**EXERCISE BRIEF:** Could you please return each line of the data that has the word "poisoned"?

START DATA FOR PROCESSING

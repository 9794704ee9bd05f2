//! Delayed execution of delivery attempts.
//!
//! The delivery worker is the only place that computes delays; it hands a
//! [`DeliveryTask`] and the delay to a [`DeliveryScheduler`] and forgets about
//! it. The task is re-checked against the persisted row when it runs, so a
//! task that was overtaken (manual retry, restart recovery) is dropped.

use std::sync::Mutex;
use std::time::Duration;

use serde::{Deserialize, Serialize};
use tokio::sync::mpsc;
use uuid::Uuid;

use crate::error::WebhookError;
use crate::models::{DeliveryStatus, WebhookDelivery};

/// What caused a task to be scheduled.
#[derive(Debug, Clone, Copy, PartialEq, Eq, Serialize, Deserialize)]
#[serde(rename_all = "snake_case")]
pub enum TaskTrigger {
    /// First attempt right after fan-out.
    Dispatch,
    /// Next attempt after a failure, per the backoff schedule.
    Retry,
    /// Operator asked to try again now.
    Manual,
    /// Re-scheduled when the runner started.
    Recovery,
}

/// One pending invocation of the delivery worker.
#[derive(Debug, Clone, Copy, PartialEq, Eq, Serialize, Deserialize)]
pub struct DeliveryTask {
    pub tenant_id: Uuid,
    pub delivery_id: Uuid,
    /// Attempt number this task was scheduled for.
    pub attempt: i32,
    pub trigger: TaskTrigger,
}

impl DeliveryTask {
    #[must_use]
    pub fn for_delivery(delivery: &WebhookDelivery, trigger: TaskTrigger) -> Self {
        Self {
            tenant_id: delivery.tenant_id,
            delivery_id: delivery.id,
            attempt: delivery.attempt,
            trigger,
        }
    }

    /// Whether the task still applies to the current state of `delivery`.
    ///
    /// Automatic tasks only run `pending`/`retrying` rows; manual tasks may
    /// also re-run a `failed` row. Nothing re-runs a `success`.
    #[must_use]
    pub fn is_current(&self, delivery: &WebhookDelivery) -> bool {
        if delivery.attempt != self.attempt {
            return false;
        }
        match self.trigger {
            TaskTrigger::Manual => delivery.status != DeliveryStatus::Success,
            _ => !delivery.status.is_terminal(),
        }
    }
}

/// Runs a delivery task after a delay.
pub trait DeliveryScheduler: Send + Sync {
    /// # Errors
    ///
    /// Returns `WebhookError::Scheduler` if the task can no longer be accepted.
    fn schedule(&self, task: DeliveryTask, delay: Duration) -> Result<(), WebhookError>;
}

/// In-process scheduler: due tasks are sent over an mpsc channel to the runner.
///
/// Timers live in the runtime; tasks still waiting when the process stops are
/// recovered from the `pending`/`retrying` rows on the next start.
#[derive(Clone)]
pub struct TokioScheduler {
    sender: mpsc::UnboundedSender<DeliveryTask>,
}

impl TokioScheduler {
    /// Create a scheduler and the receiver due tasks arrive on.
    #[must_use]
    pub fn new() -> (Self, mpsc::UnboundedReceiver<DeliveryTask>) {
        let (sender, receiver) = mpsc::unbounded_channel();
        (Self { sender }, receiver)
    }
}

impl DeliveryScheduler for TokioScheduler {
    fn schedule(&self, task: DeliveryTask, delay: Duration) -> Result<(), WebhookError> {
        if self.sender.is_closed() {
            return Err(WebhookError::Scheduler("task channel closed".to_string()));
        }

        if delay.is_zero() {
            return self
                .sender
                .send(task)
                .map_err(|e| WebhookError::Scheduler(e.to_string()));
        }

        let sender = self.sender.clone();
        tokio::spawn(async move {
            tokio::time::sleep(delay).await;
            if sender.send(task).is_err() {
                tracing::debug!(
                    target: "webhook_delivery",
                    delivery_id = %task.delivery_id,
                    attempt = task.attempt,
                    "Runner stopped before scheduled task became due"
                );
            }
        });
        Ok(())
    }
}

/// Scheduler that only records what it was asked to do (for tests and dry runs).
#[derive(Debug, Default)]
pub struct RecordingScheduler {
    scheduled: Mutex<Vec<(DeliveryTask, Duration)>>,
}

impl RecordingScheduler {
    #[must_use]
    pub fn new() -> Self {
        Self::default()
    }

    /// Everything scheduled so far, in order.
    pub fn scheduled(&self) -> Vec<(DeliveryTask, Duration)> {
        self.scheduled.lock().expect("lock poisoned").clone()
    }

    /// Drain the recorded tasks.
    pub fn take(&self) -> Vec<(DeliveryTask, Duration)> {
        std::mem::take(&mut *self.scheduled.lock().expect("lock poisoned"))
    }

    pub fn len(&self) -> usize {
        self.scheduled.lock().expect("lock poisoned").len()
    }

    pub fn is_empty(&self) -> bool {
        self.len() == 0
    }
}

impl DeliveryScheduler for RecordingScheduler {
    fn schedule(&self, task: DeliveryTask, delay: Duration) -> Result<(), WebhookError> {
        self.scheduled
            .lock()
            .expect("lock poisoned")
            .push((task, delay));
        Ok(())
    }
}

END DATA FOR PROCESSING

**ANSWER TO THIS PROBLEM:**
        self.scheduled.lock().expect("lock poisoned").clone()
        std::mem::take(&mut *self.scheduled.lock().expect("lock poisoned"))
        self.scheduled.lock().expect("lock poisoned").len()
            .expect("lock poisoned")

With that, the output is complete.